→ Task item:
Pull out every line from the listing that has the word "ActionId".
Available records START
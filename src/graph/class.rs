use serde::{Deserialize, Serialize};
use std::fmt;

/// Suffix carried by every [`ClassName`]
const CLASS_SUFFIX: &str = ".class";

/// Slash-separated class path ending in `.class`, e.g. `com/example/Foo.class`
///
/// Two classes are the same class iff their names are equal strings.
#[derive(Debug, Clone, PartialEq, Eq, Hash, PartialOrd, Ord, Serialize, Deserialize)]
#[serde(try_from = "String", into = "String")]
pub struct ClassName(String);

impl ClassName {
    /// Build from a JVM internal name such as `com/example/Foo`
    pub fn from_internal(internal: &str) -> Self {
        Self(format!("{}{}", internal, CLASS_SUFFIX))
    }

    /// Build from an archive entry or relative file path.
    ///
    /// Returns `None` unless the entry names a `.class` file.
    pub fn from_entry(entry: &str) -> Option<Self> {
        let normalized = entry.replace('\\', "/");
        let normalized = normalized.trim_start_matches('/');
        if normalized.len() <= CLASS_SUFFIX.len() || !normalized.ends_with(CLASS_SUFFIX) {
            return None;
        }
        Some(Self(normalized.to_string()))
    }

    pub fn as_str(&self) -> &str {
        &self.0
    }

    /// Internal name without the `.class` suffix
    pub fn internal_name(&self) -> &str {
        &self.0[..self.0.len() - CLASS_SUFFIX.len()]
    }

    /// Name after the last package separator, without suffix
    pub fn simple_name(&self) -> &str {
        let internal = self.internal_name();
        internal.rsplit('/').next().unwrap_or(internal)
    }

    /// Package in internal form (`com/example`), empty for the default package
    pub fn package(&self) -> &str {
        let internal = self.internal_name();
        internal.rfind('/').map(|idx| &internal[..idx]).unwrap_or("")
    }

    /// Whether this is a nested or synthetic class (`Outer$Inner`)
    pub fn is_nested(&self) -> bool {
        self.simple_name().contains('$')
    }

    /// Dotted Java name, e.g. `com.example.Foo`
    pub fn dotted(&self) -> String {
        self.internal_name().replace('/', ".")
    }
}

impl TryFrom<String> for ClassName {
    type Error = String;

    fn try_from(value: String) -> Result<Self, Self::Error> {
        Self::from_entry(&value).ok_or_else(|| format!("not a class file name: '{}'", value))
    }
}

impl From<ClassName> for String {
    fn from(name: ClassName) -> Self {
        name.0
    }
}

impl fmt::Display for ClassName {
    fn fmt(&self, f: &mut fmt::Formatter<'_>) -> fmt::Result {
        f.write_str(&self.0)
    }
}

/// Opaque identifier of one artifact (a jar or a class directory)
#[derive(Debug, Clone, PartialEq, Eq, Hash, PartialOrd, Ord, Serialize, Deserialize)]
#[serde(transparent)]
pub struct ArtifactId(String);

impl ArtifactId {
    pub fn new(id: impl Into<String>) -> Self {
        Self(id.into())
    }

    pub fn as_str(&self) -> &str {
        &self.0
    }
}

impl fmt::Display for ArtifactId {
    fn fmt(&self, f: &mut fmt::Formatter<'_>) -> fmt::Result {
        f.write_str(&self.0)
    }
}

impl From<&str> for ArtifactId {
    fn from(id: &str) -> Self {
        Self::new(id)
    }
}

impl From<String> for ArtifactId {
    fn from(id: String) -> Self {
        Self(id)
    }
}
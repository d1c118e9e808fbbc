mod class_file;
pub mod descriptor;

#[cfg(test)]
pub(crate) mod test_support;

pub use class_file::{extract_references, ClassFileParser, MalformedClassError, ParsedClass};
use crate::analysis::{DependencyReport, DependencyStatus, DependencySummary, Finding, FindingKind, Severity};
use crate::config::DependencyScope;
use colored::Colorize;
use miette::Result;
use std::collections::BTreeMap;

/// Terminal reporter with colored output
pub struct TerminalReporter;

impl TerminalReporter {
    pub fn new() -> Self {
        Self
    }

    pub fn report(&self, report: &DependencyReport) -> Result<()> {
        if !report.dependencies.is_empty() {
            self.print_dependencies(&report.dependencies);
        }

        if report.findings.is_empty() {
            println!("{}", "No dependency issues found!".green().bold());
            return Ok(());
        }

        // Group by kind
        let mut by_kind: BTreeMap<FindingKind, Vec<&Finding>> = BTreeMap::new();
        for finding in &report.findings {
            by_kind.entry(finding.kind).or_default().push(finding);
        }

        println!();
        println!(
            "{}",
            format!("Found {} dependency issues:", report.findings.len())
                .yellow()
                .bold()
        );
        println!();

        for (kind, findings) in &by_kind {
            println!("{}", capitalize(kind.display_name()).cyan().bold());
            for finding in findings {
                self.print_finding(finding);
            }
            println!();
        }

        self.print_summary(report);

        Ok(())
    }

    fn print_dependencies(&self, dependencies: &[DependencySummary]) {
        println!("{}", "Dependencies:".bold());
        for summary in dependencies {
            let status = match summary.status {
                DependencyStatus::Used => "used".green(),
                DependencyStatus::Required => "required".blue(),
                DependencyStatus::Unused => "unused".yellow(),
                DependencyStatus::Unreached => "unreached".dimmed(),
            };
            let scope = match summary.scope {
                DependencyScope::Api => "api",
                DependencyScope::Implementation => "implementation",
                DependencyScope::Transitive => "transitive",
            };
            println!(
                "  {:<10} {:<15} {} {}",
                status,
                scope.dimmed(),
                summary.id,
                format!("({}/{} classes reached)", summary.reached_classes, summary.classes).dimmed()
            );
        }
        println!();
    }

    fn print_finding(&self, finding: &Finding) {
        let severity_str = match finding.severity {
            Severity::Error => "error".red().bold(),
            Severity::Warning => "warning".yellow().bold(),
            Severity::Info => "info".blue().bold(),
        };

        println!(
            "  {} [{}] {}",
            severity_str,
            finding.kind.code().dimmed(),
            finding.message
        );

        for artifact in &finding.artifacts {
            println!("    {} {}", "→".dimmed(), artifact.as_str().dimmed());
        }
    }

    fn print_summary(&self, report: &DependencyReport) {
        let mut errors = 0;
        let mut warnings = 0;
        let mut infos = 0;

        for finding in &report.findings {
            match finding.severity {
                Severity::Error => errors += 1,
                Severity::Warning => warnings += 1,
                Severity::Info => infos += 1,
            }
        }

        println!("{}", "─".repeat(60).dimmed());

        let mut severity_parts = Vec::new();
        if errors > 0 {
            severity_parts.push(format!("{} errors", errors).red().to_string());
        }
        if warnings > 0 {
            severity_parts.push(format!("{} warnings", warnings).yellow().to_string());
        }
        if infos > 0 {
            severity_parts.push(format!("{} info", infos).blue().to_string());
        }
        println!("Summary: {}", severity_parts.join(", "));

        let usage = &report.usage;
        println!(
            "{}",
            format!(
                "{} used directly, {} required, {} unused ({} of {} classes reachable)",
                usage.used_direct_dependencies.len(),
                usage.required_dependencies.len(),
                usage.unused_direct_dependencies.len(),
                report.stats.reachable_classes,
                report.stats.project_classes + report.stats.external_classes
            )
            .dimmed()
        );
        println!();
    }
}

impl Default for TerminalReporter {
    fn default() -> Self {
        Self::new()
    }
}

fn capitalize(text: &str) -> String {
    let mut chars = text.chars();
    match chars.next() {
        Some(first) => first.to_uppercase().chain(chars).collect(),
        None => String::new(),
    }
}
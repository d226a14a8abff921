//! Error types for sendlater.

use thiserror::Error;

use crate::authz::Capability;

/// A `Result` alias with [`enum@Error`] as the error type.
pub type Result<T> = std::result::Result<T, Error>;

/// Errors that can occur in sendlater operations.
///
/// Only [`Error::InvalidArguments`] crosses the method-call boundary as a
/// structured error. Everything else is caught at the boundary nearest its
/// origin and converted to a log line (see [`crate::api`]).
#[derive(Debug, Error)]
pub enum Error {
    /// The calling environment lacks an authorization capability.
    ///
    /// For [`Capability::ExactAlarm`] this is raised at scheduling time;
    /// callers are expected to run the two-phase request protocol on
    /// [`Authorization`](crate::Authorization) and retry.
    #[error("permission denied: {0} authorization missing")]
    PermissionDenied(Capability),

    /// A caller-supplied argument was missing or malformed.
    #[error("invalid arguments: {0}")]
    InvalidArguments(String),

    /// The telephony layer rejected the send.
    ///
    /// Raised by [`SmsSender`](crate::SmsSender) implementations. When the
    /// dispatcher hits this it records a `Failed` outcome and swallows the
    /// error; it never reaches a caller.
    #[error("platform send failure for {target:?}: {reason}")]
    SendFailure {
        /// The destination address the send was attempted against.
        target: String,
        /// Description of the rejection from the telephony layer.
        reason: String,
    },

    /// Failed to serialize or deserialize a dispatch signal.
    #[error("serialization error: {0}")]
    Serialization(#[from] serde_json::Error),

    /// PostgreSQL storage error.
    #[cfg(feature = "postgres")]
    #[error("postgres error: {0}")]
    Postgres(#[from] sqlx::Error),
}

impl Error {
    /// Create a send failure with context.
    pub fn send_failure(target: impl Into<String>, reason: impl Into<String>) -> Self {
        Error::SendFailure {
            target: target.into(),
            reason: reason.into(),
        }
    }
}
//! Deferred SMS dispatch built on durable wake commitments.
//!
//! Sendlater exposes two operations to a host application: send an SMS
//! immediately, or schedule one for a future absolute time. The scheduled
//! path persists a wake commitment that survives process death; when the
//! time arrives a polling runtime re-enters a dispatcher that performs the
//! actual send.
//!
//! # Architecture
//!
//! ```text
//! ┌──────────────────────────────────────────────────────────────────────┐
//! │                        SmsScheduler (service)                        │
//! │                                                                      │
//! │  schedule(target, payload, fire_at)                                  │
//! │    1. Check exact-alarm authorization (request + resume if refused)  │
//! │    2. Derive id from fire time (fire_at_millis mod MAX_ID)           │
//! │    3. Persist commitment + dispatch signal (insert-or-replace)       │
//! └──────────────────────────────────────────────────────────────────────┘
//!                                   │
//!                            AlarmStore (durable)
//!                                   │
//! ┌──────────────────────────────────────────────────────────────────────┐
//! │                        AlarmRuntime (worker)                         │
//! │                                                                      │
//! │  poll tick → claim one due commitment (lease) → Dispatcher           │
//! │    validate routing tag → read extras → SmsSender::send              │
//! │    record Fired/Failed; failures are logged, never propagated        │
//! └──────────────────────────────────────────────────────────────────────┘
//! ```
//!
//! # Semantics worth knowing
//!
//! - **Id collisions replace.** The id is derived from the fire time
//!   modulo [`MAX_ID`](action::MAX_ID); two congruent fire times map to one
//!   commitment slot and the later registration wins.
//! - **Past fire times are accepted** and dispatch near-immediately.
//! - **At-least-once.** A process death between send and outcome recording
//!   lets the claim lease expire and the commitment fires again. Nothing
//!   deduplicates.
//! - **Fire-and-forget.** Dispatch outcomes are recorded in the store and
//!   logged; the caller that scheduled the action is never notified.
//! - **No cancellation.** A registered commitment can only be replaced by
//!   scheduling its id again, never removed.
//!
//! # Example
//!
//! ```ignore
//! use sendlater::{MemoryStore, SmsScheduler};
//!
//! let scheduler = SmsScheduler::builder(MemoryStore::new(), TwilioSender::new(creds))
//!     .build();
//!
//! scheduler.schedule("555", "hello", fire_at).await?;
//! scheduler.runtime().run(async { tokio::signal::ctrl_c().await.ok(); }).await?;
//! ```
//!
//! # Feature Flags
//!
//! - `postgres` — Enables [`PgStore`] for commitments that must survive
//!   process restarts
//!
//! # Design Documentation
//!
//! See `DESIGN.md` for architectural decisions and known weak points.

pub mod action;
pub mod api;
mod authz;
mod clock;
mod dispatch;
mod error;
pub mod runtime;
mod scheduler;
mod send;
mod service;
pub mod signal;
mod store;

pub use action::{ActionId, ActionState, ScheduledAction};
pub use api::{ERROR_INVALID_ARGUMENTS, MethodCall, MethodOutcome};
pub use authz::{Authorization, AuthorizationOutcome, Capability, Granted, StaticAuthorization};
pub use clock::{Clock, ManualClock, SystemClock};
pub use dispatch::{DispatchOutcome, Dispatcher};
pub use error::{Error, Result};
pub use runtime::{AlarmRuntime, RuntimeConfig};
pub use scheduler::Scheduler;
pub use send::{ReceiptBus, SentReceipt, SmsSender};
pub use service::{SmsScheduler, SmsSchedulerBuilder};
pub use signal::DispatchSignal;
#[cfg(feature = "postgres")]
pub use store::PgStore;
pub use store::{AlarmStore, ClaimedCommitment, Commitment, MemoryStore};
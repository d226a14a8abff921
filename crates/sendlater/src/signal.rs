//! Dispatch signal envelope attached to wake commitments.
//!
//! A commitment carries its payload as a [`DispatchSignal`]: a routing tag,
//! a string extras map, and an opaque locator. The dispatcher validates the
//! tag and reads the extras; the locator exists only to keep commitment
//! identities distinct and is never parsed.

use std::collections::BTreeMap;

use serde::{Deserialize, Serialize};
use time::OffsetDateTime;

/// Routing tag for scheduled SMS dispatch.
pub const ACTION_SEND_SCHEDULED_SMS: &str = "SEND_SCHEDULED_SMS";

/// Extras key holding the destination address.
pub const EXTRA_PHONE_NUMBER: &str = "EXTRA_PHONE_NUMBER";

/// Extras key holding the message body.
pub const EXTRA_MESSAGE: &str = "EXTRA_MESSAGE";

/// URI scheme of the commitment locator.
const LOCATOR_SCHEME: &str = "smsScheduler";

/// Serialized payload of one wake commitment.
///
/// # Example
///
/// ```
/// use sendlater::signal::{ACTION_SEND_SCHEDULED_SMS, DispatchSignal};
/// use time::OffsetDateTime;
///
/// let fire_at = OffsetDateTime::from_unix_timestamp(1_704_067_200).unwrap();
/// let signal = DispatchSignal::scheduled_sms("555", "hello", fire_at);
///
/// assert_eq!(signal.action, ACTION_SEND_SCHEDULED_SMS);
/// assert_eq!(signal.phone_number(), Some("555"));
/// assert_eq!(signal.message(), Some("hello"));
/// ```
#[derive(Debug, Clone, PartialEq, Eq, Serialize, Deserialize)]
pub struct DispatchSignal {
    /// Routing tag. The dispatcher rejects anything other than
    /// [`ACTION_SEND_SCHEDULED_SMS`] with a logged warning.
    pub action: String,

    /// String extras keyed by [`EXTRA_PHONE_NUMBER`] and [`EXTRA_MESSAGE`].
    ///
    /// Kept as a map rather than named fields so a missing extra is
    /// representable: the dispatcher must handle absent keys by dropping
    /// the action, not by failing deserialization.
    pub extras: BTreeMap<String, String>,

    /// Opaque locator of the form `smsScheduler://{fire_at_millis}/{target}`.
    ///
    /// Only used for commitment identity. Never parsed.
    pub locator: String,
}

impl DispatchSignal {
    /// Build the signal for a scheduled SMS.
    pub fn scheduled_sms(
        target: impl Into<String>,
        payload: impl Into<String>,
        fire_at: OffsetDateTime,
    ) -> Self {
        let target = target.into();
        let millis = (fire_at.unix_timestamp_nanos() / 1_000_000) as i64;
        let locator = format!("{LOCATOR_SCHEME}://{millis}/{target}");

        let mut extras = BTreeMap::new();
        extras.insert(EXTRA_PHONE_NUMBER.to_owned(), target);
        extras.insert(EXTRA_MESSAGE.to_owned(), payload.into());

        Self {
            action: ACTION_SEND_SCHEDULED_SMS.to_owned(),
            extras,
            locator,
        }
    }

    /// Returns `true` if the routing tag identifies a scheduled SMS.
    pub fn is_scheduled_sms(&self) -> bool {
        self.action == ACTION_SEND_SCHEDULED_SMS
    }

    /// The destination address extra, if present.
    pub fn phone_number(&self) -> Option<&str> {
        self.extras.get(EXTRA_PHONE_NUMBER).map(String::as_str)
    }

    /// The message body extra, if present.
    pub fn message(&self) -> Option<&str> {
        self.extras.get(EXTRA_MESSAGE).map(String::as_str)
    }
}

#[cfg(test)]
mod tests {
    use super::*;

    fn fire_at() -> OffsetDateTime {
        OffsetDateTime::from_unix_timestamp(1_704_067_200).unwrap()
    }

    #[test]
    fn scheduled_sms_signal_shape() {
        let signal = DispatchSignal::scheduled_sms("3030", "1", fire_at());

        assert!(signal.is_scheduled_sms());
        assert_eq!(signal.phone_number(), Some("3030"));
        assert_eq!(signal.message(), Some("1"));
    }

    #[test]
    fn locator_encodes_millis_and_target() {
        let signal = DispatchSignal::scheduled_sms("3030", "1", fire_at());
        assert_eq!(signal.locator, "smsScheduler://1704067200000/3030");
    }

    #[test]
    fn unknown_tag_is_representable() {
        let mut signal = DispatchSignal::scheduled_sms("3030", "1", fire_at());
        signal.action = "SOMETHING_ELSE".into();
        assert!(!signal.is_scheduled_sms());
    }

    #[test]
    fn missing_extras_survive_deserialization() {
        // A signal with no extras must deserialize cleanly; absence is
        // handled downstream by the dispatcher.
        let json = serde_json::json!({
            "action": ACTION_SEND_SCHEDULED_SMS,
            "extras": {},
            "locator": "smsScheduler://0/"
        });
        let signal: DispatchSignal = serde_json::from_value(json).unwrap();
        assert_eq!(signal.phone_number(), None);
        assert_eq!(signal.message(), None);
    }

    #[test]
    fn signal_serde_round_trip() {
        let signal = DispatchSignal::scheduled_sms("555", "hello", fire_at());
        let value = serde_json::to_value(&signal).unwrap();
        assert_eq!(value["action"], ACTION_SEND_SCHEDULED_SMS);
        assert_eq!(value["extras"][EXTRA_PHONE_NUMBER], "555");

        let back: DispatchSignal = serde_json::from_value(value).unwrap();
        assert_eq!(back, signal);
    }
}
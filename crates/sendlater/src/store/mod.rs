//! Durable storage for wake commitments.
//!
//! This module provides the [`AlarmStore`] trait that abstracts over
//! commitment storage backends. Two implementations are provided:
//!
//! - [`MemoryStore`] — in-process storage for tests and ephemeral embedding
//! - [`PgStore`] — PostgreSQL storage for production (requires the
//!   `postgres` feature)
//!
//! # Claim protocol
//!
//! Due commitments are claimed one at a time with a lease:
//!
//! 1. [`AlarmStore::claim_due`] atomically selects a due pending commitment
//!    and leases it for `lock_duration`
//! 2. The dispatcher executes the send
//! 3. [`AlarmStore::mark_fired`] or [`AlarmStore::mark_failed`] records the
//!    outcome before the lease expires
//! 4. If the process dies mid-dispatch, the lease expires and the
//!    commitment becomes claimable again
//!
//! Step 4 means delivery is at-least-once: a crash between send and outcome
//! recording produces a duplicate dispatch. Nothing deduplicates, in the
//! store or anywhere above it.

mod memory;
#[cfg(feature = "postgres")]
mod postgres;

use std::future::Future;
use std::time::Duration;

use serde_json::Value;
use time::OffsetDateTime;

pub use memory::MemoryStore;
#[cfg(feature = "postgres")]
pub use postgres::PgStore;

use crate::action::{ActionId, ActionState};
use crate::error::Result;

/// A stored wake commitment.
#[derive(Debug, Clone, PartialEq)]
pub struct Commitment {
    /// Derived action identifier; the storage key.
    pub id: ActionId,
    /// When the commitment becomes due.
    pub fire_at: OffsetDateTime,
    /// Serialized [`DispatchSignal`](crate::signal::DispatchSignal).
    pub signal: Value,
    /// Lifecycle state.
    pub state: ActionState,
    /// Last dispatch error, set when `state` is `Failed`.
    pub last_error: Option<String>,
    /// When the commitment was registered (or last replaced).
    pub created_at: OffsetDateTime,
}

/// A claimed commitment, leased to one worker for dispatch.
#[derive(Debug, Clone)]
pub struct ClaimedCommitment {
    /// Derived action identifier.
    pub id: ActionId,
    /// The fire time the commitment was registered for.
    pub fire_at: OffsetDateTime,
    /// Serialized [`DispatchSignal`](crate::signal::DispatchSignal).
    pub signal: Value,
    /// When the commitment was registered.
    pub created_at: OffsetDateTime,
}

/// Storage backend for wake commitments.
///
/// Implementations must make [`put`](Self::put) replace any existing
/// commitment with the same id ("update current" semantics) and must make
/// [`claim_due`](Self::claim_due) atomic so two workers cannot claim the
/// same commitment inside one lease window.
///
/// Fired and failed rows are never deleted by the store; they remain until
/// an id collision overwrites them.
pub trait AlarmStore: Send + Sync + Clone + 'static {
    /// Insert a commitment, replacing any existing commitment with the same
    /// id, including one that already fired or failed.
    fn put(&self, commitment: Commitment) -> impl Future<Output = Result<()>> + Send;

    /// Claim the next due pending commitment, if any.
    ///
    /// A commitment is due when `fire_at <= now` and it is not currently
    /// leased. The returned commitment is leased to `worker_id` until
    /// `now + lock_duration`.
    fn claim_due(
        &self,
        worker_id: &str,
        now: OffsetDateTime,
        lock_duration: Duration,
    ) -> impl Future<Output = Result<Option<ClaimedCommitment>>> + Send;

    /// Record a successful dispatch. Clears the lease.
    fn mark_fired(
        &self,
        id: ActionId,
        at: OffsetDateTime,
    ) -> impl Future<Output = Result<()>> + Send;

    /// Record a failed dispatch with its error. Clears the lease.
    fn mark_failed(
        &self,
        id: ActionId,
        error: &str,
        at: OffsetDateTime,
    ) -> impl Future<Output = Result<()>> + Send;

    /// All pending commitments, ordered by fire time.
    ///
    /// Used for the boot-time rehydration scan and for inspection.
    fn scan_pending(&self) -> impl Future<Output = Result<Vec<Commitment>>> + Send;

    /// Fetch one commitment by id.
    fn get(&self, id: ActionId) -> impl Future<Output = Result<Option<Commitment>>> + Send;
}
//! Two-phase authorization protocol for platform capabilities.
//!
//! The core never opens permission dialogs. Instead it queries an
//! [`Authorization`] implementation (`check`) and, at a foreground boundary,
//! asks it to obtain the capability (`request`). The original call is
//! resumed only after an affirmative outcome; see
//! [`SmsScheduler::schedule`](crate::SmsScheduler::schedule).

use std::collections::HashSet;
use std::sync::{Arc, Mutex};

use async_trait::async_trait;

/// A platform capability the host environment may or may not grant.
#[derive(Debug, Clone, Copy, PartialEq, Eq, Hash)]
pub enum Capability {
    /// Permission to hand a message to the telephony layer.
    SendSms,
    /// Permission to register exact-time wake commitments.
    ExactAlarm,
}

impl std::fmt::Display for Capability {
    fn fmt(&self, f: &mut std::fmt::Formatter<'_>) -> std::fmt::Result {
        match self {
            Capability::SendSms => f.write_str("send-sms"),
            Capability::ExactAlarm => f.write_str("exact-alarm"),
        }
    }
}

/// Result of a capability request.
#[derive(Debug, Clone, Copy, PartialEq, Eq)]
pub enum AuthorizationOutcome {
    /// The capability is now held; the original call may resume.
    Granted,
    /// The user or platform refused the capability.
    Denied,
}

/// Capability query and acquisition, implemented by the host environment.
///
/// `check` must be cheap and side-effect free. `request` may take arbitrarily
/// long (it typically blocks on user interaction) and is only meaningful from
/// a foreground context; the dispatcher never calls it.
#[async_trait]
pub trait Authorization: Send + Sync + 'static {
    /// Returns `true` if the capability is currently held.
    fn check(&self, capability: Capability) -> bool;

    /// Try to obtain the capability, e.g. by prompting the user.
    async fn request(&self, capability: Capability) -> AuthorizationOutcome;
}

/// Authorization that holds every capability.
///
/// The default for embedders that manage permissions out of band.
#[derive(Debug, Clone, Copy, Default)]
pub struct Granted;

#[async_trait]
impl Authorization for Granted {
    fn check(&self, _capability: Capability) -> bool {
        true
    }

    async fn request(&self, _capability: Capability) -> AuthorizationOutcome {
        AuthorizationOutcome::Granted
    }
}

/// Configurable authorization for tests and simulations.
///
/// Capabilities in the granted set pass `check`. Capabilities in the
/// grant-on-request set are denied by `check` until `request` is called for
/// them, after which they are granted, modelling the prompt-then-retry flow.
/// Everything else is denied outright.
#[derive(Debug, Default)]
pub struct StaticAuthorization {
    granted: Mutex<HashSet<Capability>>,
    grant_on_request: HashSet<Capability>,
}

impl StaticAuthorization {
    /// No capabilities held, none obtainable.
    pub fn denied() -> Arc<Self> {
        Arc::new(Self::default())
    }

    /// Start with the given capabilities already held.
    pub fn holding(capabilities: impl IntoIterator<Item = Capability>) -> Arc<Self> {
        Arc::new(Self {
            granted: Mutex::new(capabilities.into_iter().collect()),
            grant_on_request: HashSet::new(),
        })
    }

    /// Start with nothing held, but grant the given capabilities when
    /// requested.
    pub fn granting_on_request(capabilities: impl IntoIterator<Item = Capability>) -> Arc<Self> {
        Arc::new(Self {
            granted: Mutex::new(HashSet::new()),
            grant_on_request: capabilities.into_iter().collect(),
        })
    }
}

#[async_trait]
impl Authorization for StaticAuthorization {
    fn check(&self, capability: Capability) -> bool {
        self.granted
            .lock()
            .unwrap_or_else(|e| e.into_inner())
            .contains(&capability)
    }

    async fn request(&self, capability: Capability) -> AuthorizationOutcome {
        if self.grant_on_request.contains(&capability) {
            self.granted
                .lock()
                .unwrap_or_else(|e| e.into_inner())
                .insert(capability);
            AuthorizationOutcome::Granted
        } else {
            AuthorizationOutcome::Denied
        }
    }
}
Available records END
→ Result of the exercise:
pub use action::{ActionId, ActionState, ScheduledAction};
use crate::action::{ActionId, ActionState};
    pub id: ActionId,
    pub id: ActionId,
        id: ActionId,
        id: ActionId,
    fn get(&self, id: ActionId) -> impl Future<Output = Result<Option<Commitment>>> + Send;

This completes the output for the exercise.